(Reuters) – Digital payments processor Stripe said on Wednesday it was valued at $50 billion in its latest funding round, as its valuation was cut nearly in half from its previous funding round, in a difficult economic environment.
The company said its latest round was backed by existing investors including venture capital giants Andreessen Horowitz, Peter Thiel’s founders fund, General Catalyst and others.
New investors such as Singapore’s sovereign wealth fund GIC, Goldman Sachs Asset and Wealth Management and Temasek also participated in the round, which brought $6.5 billion in proceeds to Stripe.
Stripe’s capital raise constitutes what is commonly referred to as a bear cycle, where the latest funding brings a lower valuation to the company compared to its previous fundraising.

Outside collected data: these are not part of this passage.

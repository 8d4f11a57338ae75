//! Turns token counts into a dollar estimate.

use crate::oracle::TokenUsage;

const PER_MILLION: f64 = 1_000_000.0;

/// Per-million-token prices for a model. Run-level, not per call.
#[derive(Debug, Clone, Copy, PartialEq)]
pub struct Rates {
    pub input_per_million: f64,
    pub output_per_million: f64,
}

impl Default for Rates {
    /// gpt-4o-mini list prices in USD.
    fn default() -> Self {
        Self {
            input_per_million: 0.15,
            output_per_million: 0.60,
        }
    }
}

impl Rates {
    /// Cost of a single response.
    pub fn cost_of(&self, usage: TokenUsage) -> f64 {
        (usage.input_tokens as f64 / PER_MILLION) * self.input_per_million
            + (usage.output_tokens as f64 / PER_MILLION) * self.output_per_million
    }

    /// Total cost of a run. Responses without usage metadata count as free.
    pub fn cost<I>(&self, usages: I) -> f64
    where
        I: IntoIterator<Item = Option<TokenUsage>>,
    {
        usages.into_iter().flatten().map(|u| self.cost_of(u)).sum()
    }
}

/// Format a dollar amount with enough precision for sub-cent runs.
pub fn format_cost(cost: f64) -> String {
    format!("${:.6}", cost)
}
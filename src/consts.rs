//! Project-wide constants.

use anyhow::{Context, Result};
use std::path::PathBuf;

pub const REPO: &str = env!("CARGO_PKG_REPOSITORY");

/// Default oracle model when none is specified.
pub const DEFAULT_MODEL: &str = "gpt-4o-mini";

pub const DEFAULT_OPENAI_BASE_URL: &str = "https://api.openai.com/v1";

/// Characters of page text handed back by `html_to_text`.
pub const DEFAULT_TEXT_BUDGET: usize = 1000;

/// Reasoning turns before extraction is forced.
pub const DEFAULT_MAX_TURNS: usize = 6;

pub const DEFAULT_ORACLE_TIMEOUT_SECS: u64 = 60;
pub const DEFAULT_TOOL_TIMEOUT_SECS: u64 = 30;
pub const DEFAULT_NOTIFY_TIMEOUT_SECS: u64 = 10;

/// Items classified in parallel during a sweep.
pub const DEFAULT_CONCURRENCY: usize = 1;

/// Env var holding the log filter (`info`, `message_mind=debug`, ...).
pub const LOG_ENV: &str = "MIND_LOG";

/// Default database path: `~/.message-mind/message-mind.db`.
pub fn default_db_path() -> Result<PathBuf> {
    let home = dirs::home_dir().context("cannot determine home directory")?;
    Ok(home.join(".message-mind").join("message-mind.db"))
}

/// Format a number with comma separators (e.g. 1,234,567).
pub fn format_number(n: u64) -> String {
    let s = n.to_string();
    let mut result = String::with_capacity(s.len() + s.len() / 3);
    for (i, c) in s.chars().enumerate() {
        if i > 0 && (s.len() - i).is_multiple_of(3) {
            result.push(',');
        }
        result.push(c);
    }
    result
}

#[cfg(test)]
mod tests {
    use super::*;

    #[test]
    fn consts_are_non_empty() {
        assert!(!REPO.is_empty());
        assert!(!DEFAULT_MODEL.is_empty());
    }

    #[test]
    fn defaults_are_sane() {
        assert_eq!(DEFAULT_TEXT_BUDGET, 1000);
        assert!(DEFAULT_MAX_TURNS >= 1);
        assert!(DEFAULT_CONCURRENCY >= 1);
    }

    #[test]
    fn default_db_path_lives_in_dot_dir() {
        if let Ok(path) = default_db_path() {
            assert!(path.ends_with(".message-mind/message-mind.db"));
        }
    }

    #[test]
    fn format_number_small() {
        assert_eq!(format_number(0), "0");
        assert_eq!(format_number(999), "999");
    }

    #[test]
    fn format_number_thousands_and_millions() {
        assert_eq!(format_number(1_234), "1,234");
        assert_eq!(format_number(123_456), "123,456");
        assert_eq!(format_number(1_234_567), "1,234,567");
    }
}
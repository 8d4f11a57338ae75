pub mod web_text;
pub mod youtube;

use anyhow::Result;
use async_trait::async_trait;
use serde::{Deserialize, Serialize};
use serde_json::Value;
use std::collections::HashMap;
use std::sync::Arc;
use tokio::sync::RwLock;

/// A lookup the oracle asked for. Lives only until its result is recorded.
#[derive(Debug, Clone, PartialEq, Serialize, Deserialize)]
pub struct ToolCall {
    /// Oracle-assigned identity, echoed back on the matching result.
    pub id: String,
    pub tool: String,
    pub args: Value,
}

/// Outcome of a single tool execution. Errors are information, not failures.
#[derive(Debug, Clone, PartialEq, Serialize, Deserialize)]
pub enum Outcome {
    Success(Value),
    Error(String),
}

impl Outcome {
    pub fn is_error(&self) -> bool {
        matches!(self, Outcome::Error(_))
    }

    /// The payload as the oracle will read it.
    pub fn render(&self) -> String {
        match self {
            Outcome::Success(Value::String(s)) => s.clone(),
            Outcome::Success(other) => other.to_string(),
            Outcome::Error(err) => format!("Error: {}", err),
        }
    }
}

/// Result of executing a tool call.
#[derive(Debug, Clone, PartialEq, Serialize, Deserialize)]
pub struct ToolResult {
    pub call_id: String,
    pub tool: String,
    pub outcome: Outcome,
}

impl ToolResult {
    pub fn error(call: &ToolCall, message: impl Into<String>) -> Self {
        Self {
            call_id: call.id.clone(),
            tool: call.tool.clone(),
            outcome: Outcome::Error(message.into()),
        }
    }
}

/// Describes a tool so the oracle knows what's available and how to call it.
#[derive(Debug, Clone, PartialEq, Serialize)]
pub struct ToolSpec {
    pub name: String,
    pub description: String,
    /// JSON schema of the arguments object.
    pub parameters: Value,
}

/// A side-information lookup the oracle may invoke while reasoning.
#[async_trait]
pub trait Tool: Send + Sync {
    fn name(&self) -> &str;
    fn description(&self) -> &str;
    fn parameters(&self) -> Value;
    async fn execute(&self, args: &Value) -> Result<Value>;
}

/// Pull a required string argument out of a tool's argument object.
pub fn require_str<'a>(args: &'a Value, key: &str) -> Result<&'a str> {
    args.get(key)
        .and_then(Value::as_str)
        .ok_or_else(|| anyhow::anyhow!("missing required arg: {}", key))
}

/// The single-`url` argument schema both built-in tools share.
pub fn url_parameters(description: &str) -> Value {
    serde_json::json!({
        "type": "object",
        "properties": {
            "url": {"type": "string", "description": description}
        },
        "required": ["url"],
        "additionalProperties": false
    })
}

/// Holds all registered tools. RwLock allows runtime registration + parallel reads.
pub struct ToolRegistry {
    tools: RwLock<HashMap<String, Arc<dyn Tool>>>,
}

impl Default for ToolRegistry {
    fn default() -> Self {
        Self::new()
    }
}

impl ToolRegistry {
    pub fn new() -> Self {
        Self {
            tools: RwLock::new(HashMap::new()),
        }
    }

    pub async fn register(&self, tool: Arc<dyn Tool>) {
        let name = tool.name().to_string();
        self.tools.write().await.insert(name, tool);
    }

    /// Run one call. Never fails: unknown tools and tool errors come back as
    /// [`Outcome::Error`] so the oracle can adapt.
    pub async fn execute(&self, call: &ToolCall) -> ToolResult {
        let tool = self.tools.read().await.get(&call.tool).cloned();
        let outcome = match tool {
            Some(tool) => match tool.execute(&call.args).await {
                Ok(output) => Outcome::Success(output),
                Err(e) => Outcome::Error(e.to_string()),
            },
            None => Outcome::Error(format!("unknown tool: {}", call.tool)),
        };
        ToolResult {
            call_id: call.id.clone(),
            tool: call.tool.clone(),
            outcome,
        }
    }

    /// Specs for every registered tool, sorted by name for a stable request.
    pub async fn specs(&self) -> Vec<ToolSpec> {
        let mut specs: Vec<ToolSpec> = self
            .tools
            .read()
            .await
            .values()
            .map(|t| ToolSpec {
                name: t.name().to_string(),
                description: t.description().to_string(),
                parameters: t.parameters(),
            })
            .collect();
        specs.sort_by(|a, b| a.name.cmp(&b.name));
        specs
    }
}

#[cfg(test)]
mod tests {
    use super::*;

    #[test]
    fn render_unwraps_plain_strings() {
        let out = Outcome::Success(Value::String("page text".to_string()));
        assert_eq!(out.render(), "page text");
    }

    #[test]
    fn render_serializes_objects() {
        let out = Outcome::Success(serde_json::json!({"title": "t"}));
        assert_eq!(out.render(), r#"{"title":"t"}"#);
    }

    #[test]
    fn render_prefixes_errors() {
        let out = Outcome::Error("timed out".to_string());
        assert_eq!(out.render(), "Error: timed out");
        assert!(out.is_error());
    }

    #[test]
    fn require_str_rejects_missing_and_non_string() {
        let args = serde_json::json!({"url": 42});
        assert!(require_str(&args, "url").is_err());
        assert!(require_str(&serde_json::json!({}), "url").is_err());
        let ok = serde_json::json!({"url": "https://a.example"});
        assert_eq!(require_str(&ok, "url").unwrap(), "https://a.example");
    }
}
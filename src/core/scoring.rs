use crate::models::{CandidateProfile, JobDescriptor, MatchScore, ScoringWeights};

/// Calculate the heuristic match score (0-100) for a candidate against a job
///
/// Scoring formula (four capped contributions plus a base bonus):
/// - skills score (cap 40): skills found in the job text
/// - title score (cap 30): past job title overlaps the posting title
/// - requirements score (cap 20): requirement keywords in experience text
/// - education score (cap 10): education present + headline in job text
/// - base bonus (flat 15): any profile with skills or experience
///
/// The sum is rounded and clamped to 100. Pure function: no I/O, no
/// randomness, case-insensitive substring matching only.
pub fn calculate_match_score(
    profile: &CandidateProfile,
    job: &JobDescriptor,
    weights: &ScoringWeights,
) -> MatchScore {
    let job_text = job.searchable_text();

    let skills_score = calculate_skills_score(profile, &job_text, weights.skills);
    let title_score = calculate_title_score(profile, &job.title, weights.title);
    let requirements_score =
        calculate_requirements_score(profile, &job.requirements, weights.requirements);
    let education_score = calculate_education_score(profile, &job_text, weights.education);

    // Flat bonus so a thin-but-present profile never scores zero
    let base_bonus = if profile.has_content() {
        weights.base
    } else {
        0.0
    };

    let total = skills_score + title_score + requirements_score + education_score + base_bonus;

    total.round().min(100.0).max(0.0) as MatchScore
}

/// Skills contribution: 5 points per matched skill plus up to 10 points for
/// the matched ratio, capped. A candidate with no skills contributes 0.
#[inline]
fn calculate_skills_score(profile: &CandidateProfile, job_text: &str, cap: f64) -> f64 {
    if profile.skills.is_empty() {
        return 0.0;
    }

    let matched = profile
        .skills
        .iter()
        .filter(|skill| job_text.contains(&skill.name.to_lowercase()))
        .count();

    let ratio = matched as f64 / profile.skills.len().max(1) as f64;

    (matched as f64 * 5.0 + ratio * 10.0).min(cap)
}

/// Title contribution: full weight if any past job title contains any token
/// (longer than 3 characters) of the posting title. First match wins.
#[inline]
fn calculate_title_score(profile: &CandidateProfile, job_title: &str, weight: f64) -> f64 {
    let title_words: Vec<String> = job_title
        .to_lowercase()
        .split_whitespace()
        .filter(|w| w.len() > 3)
        .map(|w| w.to_string())
        .collect();

    for entry in &profile.experience {
        let entry_title = entry.job_title.to_lowercase();
        if title_words.iter().any(|word| entry_title.contains(word)) {
            return weight;
        }
    }

    0.0
}

/// Requirements contribution: 2 points per requirement keyword (longer than
/// 4 characters) found in the concatenated experience descriptions, capped.
/// Repeated keywords count each occurrence.
#[inline]
fn calculate_requirements_score(profile: &CandidateProfile, requirements: &str, cap: f64) -> f64 {
    let experience_text = profile
        .experience
        .iter()
        .map(|e| e.description.as_deref().unwrap_or(""))
        .collect::<Vec<_>>()
        .join(" ")
        .to_lowercase();

    let keyword_matches = requirements
        .to_lowercase()
        .split_whitespace()
        .filter(|w| w.len() > 4)
        .filter(|w| experience_text.contains(*w))
        .count();

    (keyword_matches as f64 * 2.0).min(cap)
}

/// Education/profile contribution: half weight for having any education
/// entry, half weight when the headline appears in the job text.
#[inline]
fn calculate_education_score(profile: &CandidateProfile, job_text: &str, weight: f64) -> f64 {
    let mut score = 0.0;

    if !profile.education.is_empty() {
        score += weight / 2.0;
    }

    if let Some(headline) = &profile.headline {
        if !headline.is_empty() && job_text.contains(&headline.to_lowercase()) {
            score += weight / 2.0;
        }
    }

    score
}

#[cfg(test)]
mod tests {
    use super::*;
    use crate::models::{EducationEntry, ExperienceEntry, Skill};

    fn create_test_profile(skills: &[&str], experience: &[(&str, &str)]) -> CandidateProfile {
        CandidateProfile {
            skills: skills
                .iter()
                .map(|s| Skill {
                    name: s.to_string(),
                })
                .collect(),
            experience: experience
                .iter()
                .map(|(title, desc)| ExperienceEntry {
                    job_title: title.to_string(),
                    description: if desc.is_empty() {
                        None
                    } else {
                        Some(desc.to_string())
                    },
                })
                .collect(),
            education: vec![],
            headline: None,
            bio: None,
        }
    }

    fn create_test_job(title: &str, description: &str, requirements: &str) -> JobDescriptor {
        JobDescriptor {
            title: title.to_string(),
            description: description.to_string(),
            requirements: requirements.to_string(),
            responsibilities: String::new(),
            location: "Remote".to_string(),
            job_type: "full-time".to_string(),
            salary_min: None,
            salary_max: None,
        }
    }

    #[test]
    fn test_score_in_range() {
        let profile = create_test_profile(
            &["JavaScript", "React", "TypeScript"],
            &[("Frontend Developer", "Built React apps")],
        );
        let job = create_test_job(
            "Senior React Developer",
            "We need React and JavaScript experience",
            "3+ years JavaScript experience",
        );

        let score = calculate_match_score(&profile, &job, &ScoringWeights::default());
        assert!(score <= 100);
    }

    #[test]
    fn test_empty_profile_scores_zero() {
        let profile = create_test_profile(&[], &[]);
        let job = create_test_job("Backend Engineer", "Rust services", "5+ years experience");

        let score = calculate_match_score(&profile, &job, &ScoringWeights::default());
        assert_eq!(score, 0);
    }

    #[test]
    fn test_base_bonus_applies_with_any_content() {
        // One skill that matches nothing in the job still earns the base bonus
        let profile = create_test_profile(&["Underwater Basket Weaving"], &[]);
        let job = create_test_job("Accountant", "Bookkeeping", "CPA required");

        let score = calculate_match_score(&profile, &job, &ScoringWeights::default());
        assert_eq!(score, 15);
    }

    #[test]
    fn test_skills_score_capped() {
        let skills: Vec<String> = (0..20).map(|i| format!("skill{}", i)).collect();
        let skill_refs: Vec<&str> = skills.iter().map(|s| s.as_str()).collect();
        let profile = create_test_profile(&skill_refs, &[]);

        // Job text contains every skill, so the raw sum (20*5 + 10) far
        // exceeds the cap
        let job = create_test_job("Engineer", &skills.join(" "), "");

        let score = calculate_skills_score(&profile, &job.searchable_text(), 40.0);
        assert_eq!(score, 40.0);
    }

    #[test]
    fn test_skills_score_partial_match() {
        let profile = create_test_profile(&["JavaScript", "React"], &[]);
        let job = create_test_job("Developer", "We use React daily", "");

        // 1 matched of 2: 1*5 + 0.5*10 = 10
        let score = calculate_skills_score(&profile, &job.searchable_text(), 40.0);
        assert_eq!(score, 10.0);
    }

    #[test]
    fn test_title_match_short_circuits() {
        let profile = create_test_profile(
            &[],
            &[("Junior Accountant", ""), ("Frontend Developer", "")],
        );

        let score = calculate_title_score(&profile, "Senior Frontend Engineer", 30.0);
        assert_eq!(score, 30.0);
    }

    #[test]
    fn test_title_ignores_short_tokens() {
        // "for" and "the" are <= 3 chars and must not match
        let profile = create_test_profile(&[], &[("Product Manager for the win", "")]);

        let score = calculate_title_score(&profile, "VP of the for", 30.0);
        assert_eq!(score, 0.0);
    }

    #[test]
    fn test_requirements_counts_repeated_keywords() {
        let profile = create_test_profile(&[], &[("Developer", "solid experience with testing")]);

        // "experience" appears twice in the requirements and matches twice
        let score = calculate_requirements_score(
            &profile,
            "experience required, experience preferred",
            20.0,
        );
        assert_eq!(score, 4.0);
    }

    #[test]
    fn test_requirements_empty_string() {
        let profile = create_test_profile(&[], &[("Developer", "lots of experience")]);

        let score = calculate_requirements_score(&profile, "", 20.0);
        assert_eq!(score, 0.0);
    }

    #[test]
    fn test_education_score_components() {
        let mut profile = create_test_profile(&[], &[]);
        profile.education.push(EducationEntry {
            degree: "BSc".to_string(),
            field_of_study: Some("Computer Science".to_string()),
        });
        profile.headline = Some("React Developer".to_string());

        let job = create_test_job("React Developer wanted", "", "");

        let score = calculate_education_score(&profile, &job.searchable_text(), 10.0);
        assert_eq!(score, 10.0);
    }

    #[test]
    fn test_determinism() {
        let profile = create_test_profile(
            &["Python", "SQL"],
            &[("Data Analyst", "Wrote SQL pipelines in Python")],
        );
        let job = create_test_job(
            "Senior Data Analyst",
            "Python and SQL heavy role",
            "3+ years Python experience",
        );
        let weights = ScoringWeights::default();

        let first = calculate_match_score(&profile, &job, &weights);
        let second = calculate_match_score(&profile, &job, &weights);
        assert_eq!(first, second);
    }
}
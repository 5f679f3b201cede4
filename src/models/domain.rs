use serde::{Deserialize, Serialize};

/// Final match score returned to callers, always an integer in 0-100.
pub type MatchScore = u8;

/// A single named skill on a candidate profile
#[derive(Debug, Clone, Serialize, Deserialize)]
pub struct Skill {
    pub name: String,
}

/// One work-history entry on a candidate profile
#[derive(Debug, Clone, Serialize, Deserialize)]
pub struct ExperienceEntry {
    #[serde(rename = "jobTitle")]
    pub job_title: String,
    #[serde(default)]
    pub description: Option<String>,
}

/// One education entry on a candidate profile
#[derive(Debug, Clone, Serialize, Deserialize)]
pub struct EducationEntry {
    pub degree: String,
    #[serde(rename = "fieldOfStudy", default)]
    pub field_of_study: Option<String>,
}

/// Projected candidate profile: the narrow, scoring-relevant view of the
/// full profile aggregate. Built fresh for every scoring call, never cached.
#[derive(Debug, Clone, Serialize, Deserialize)]
pub struct CandidateProfile {
    #[serde(default)]
    pub skills: Vec<Skill>,
    #[serde(default)]
    pub experience: Vec<ExperienceEntry>,
    #[serde(default)]
    pub education: Vec<EducationEntry>,
    #[serde(default)]
    pub headline: Option<String>,
    #[serde(default)]
    pub bio: Option<String>,
}

impl CandidateProfile {
    /// True when the profile carries at least one skill or experience entry
    pub fn has_content(&self) -> bool {
        !self.skills.is_empty() || !self.experience.is_empty()
    }
}

/// Job posting as seen by the scorer. Owned by the job-posting subsystem;
/// read-only input here.
#[derive(Debug, Clone, Serialize, Deserialize)]
pub struct JobDescriptor {
    pub title: String,
    #[serde(default)]
    pub description: String,
    #[serde(default)]
    pub requirements: String,
    #[serde(default)]
    pub responsibilities: String,
    #[serde(default)]
    pub location: String,
    #[serde(rename = "jobType", default)]
    pub job_type: String,
    #[serde(rename = "salaryMin", default)]
    pub salary_min: Option<f64>,
    #[serde(rename = "salaryMax", default)]
    pub salary_max: Option<f64>,
}

impl JobDescriptor {
    /// Lower-cased concatenation of title, description, requirements and
    /// responsibilities, used for substring matching.
    pub fn searchable_text(&self) -> String {
        format!(
            "{} {} {} {}",
            self.title, self.description, self.requirements, self.responsibilities
        )
        .to_lowercase()
    }
}

/// Heuristic scoring weights. Each value caps one contribution category;
/// `base` is the flat bonus for any profile with some content.
#[derive(Debug, Clone, Copy)]
pub struct ScoringWeights {
    pub skills: f64,
    pub title: f64,
    pub requirements: f64,
    pub education: f64,
    pub base: f64,
}

impl Default for ScoringWeights {
    fn default() -> Self {
        Self {
            skills: 40.0,
            title: 30.0,
            requirements: 20.0,
            education: 10.0,
            base: 15.0,
        }
    }
}
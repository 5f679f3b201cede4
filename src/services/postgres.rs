use crate::core::{JobStore, JobStoreError, ProfileStore, ProfileStoreError};
use crate::models::{CandidateProfile, EducationEntry, ExperienceEntry, JobDescriptor, Skill};
use sqlx::postgres::PgPoolOptions;
use sqlx::{PgPool, Row};
use std::time::Duration;
use thiserror::Error;

/// Errors that can occur when interacting with PostgreSQL
#[derive(Debug, Error)]
pub enum PostgresError {
    #[error("SQLx error: {0}")]
    SqlxError(#[from] sqlx::Error),

    #[error("Not found: {0}")]
    NotFound(String),
}

/// PostgreSQL client for the profile and job stores
///
/// The careers backend owns this schema (users, job seeker profiles, jobs);
/// this service only reads from it, so no migrations run here.
pub struct PostgresClient {
    pool: PgPool,
}

impl PostgresClient {
    /// Create a new PostgreSQL client from a connection string
    pub async fn new(
        database_url: &str,
        max_connections: u32,
        min_connections: u32,
        acquire_timeout_secs: u64,
        idle_timeout_secs: u64,
    ) -> Result<Self, PostgresError> {
        let pool = PgPoolOptions::new()
            .max_connections(max_connections)
            .min_connections(min_connections)
            .acquire_timeout(Duration::from_secs(acquire_timeout_secs))
            .idle_timeout(Duration::from_secs(idle_timeout_secs))
            .test_before_acquire(true)
            .connect(database_url)
            .await?;

        Ok(Self { pool })
    }

    /// Create a new PostgreSQL client from settings
    pub async fn from_settings(
        url: &str,
        max_connections: Option<u32>,
        min_connections: Option<u32>,
        acquire_timeout_secs: Option<u64>,
        idle_timeout_secs: Option<u64>,
    ) -> Result<Self, PostgresError> {
        Self::new(
            url,
            max_connections.unwrap_or(10),
            min_connections.unwrap_or(1),
            acquire_timeout_secs.unwrap_or(5),
            idle_timeout_secs.unwrap_or(600),
        )
        .await
    }

    /// Check database connectivity
    pub async fn health_check(&self) -> Result<bool, PostgresError> {
        let row = sqlx::query("SELECT 1 AS alive")
            .fetch_one(&self.pool)
            .await?;
        let alive: i32 = row.get("alive");
        Ok(alive == 1)
    }

    /// Fetch the full profile aggregate for a user and narrow it to the
    /// fields the scorers consume
    async fn load_profile(&self, user_id: i64) -> Result<CandidateProfile, PostgresError> {
        let user_row = sqlx::query("SELECT id FROM users WHERE id = $1")
            .bind(user_id)
            .fetch_optional(&self.pool)
            .await?;

        if user_row.is_none() {
            return Err(PostgresError::NotFound(format!(
                "user {} does not exist",
                user_id
            )));
        }

        let profile_row =
            sqlx::query("SELECT id, headline, bio FROM job_seeker_profiles WHERE user_id = $1")
                .bind(user_id)
                .fetch_optional(&self.pool)
                .await?;

        // A user without a profile row has simply not filled anything in yet
        let profile_row = match profile_row {
            Some(row) => row,
            None => return Ok(empty_profile()),
        };

        let profile_id: i32 = profile_row.get("id");
        let headline: Option<String> = profile_row.get("headline");
        let bio: Option<String> = profile_row.get("bio");

        let skills = sqlx::query(
            "SELECT skill_name FROM job_seeker_skills WHERE profile_id = $1 ORDER BY created_at DESC",
        )
        .bind(profile_id)
        .fetch_all(&self.pool)
        .await?
        .into_iter()
        .map(|row| Skill {
            name: row.get("skill_name"),
        })
        .collect();

        let experience = sqlx::query(
            "SELECT job_title, description FROM job_seeker_experience WHERE profile_id = $1 ORDER BY start_date DESC",
        )
        .bind(profile_id)
        .fetch_all(&self.pool)
        .await?
        .into_iter()
        .map(|row| ExperienceEntry {
            job_title: row.get("job_title"),
            description: row.get("description"),
        })
        .collect();

        let education = sqlx::query(
            "SELECT degree, field_of_study FROM job_seeker_education WHERE profile_id = $1 ORDER BY start_date DESC",
        )
        .bind(profile_id)
        .fetch_all(&self.pool)
        .await?
        .into_iter()
        .map(|row| EducationEntry {
            degree: row.get("degree"),
            field_of_study: row.get("field_of_study"),
        })
        .collect();

        Ok(CandidateProfile {
            skills,
            experience,
            education,
            headline,
            bio,
        })
    }

    /// Fetch up to `limit` published jobs, most recently created first
    async fn load_published_jobs(&self, limit: usize) -> Result<Vec<JobDescriptor>, PostgresError> {
        let rows = sqlx::query(
            "SELECT title, description, requirements, responsibilities, location, job_type, \
             salary_min::float8 AS salary_min, salary_max::float8 AS salary_max \
             FROM jobs WHERE status = 'published' ORDER BY created_at DESC LIMIT $1",
        )
        .bind(limit as i64)
        .fetch_all(&self.pool)
        .await?;

        let jobs = rows
            .into_iter()
            .map(|row| JobDescriptor {
                title: row.get("title"),
                description: row
                    .get::<Option<String>, _>("description")
                    .unwrap_or_default(),
                requirements: row
                    .get::<Option<String>, _>("requirements")
                    .unwrap_or_default(),
                responsibilities: row
                    .get::<Option<String>, _>("responsibilities")
                    .unwrap_or_default(),
                location: row.get::<Option<String>, _>("location").unwrap_or_default(),
                job_type: row.get::<Option<String>, _>("job_type").unwrap_or_default(),
                salary_min: row.get("salary_min"),
                salary_max: row.get("salary_max"),
            })
            .collect();

        Ok(jobs)
    }
}

fn empty_profile() -> CandidateProfile {
    CandidateProfile {
        skills: vec![],
        experience: vec![],
        education: vec![],
        headline: None,
        bio: None,
    }
}

impl ProfileStore for PostgresClient {
    async fn fetch_candidate_profile(
        &self,
        user_id: i64,
    ) -> Result<CandidateProfile, ProfileStoreError> {
        match self.load_profile(user_id).await {
            Ok(profile) => Ok(profile),
            Err(PostgresError::NotFound(_)) => Err(ProfileStoreError::NotFound(user_id)),
            Err(e) => Err(ProfileStoreError::Backend(e.to_string())),
        }
    }
}

impl JobStore for PostgresClient {
    async fn list_published_jobs(&self, limit: usize) -> Result<Vec<JobDescriptor>, JobStoreError> {
        self.load_published_jobs(limit)
            .await
            .map_err(|e| JobStoreError::Backend(e.to_string()))
    }
}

The company, which counts Amazon.com Inc, Ford Motor Co, Salesforce and BMW among its clients, was valued at $95 billion when it was last funded in early 2021.
After years of writing big checks for high-flying startups, investors have become more cautious as monetary tightening by the US Federal Reserve drains excess liquidity.
Start-up metrics such as profitability and cash burn are now being scrutinized more closely.
Last year, Swedish giant Klarna, buy now, pay later, also faced a negative turn.
Stripe was looking to use the funds to cover a tax bill and does not need capital to run its business, the company said.
The company aims to become profitable before going public, but is unlikely to launch an initial public offering this year, Reuters reported last month.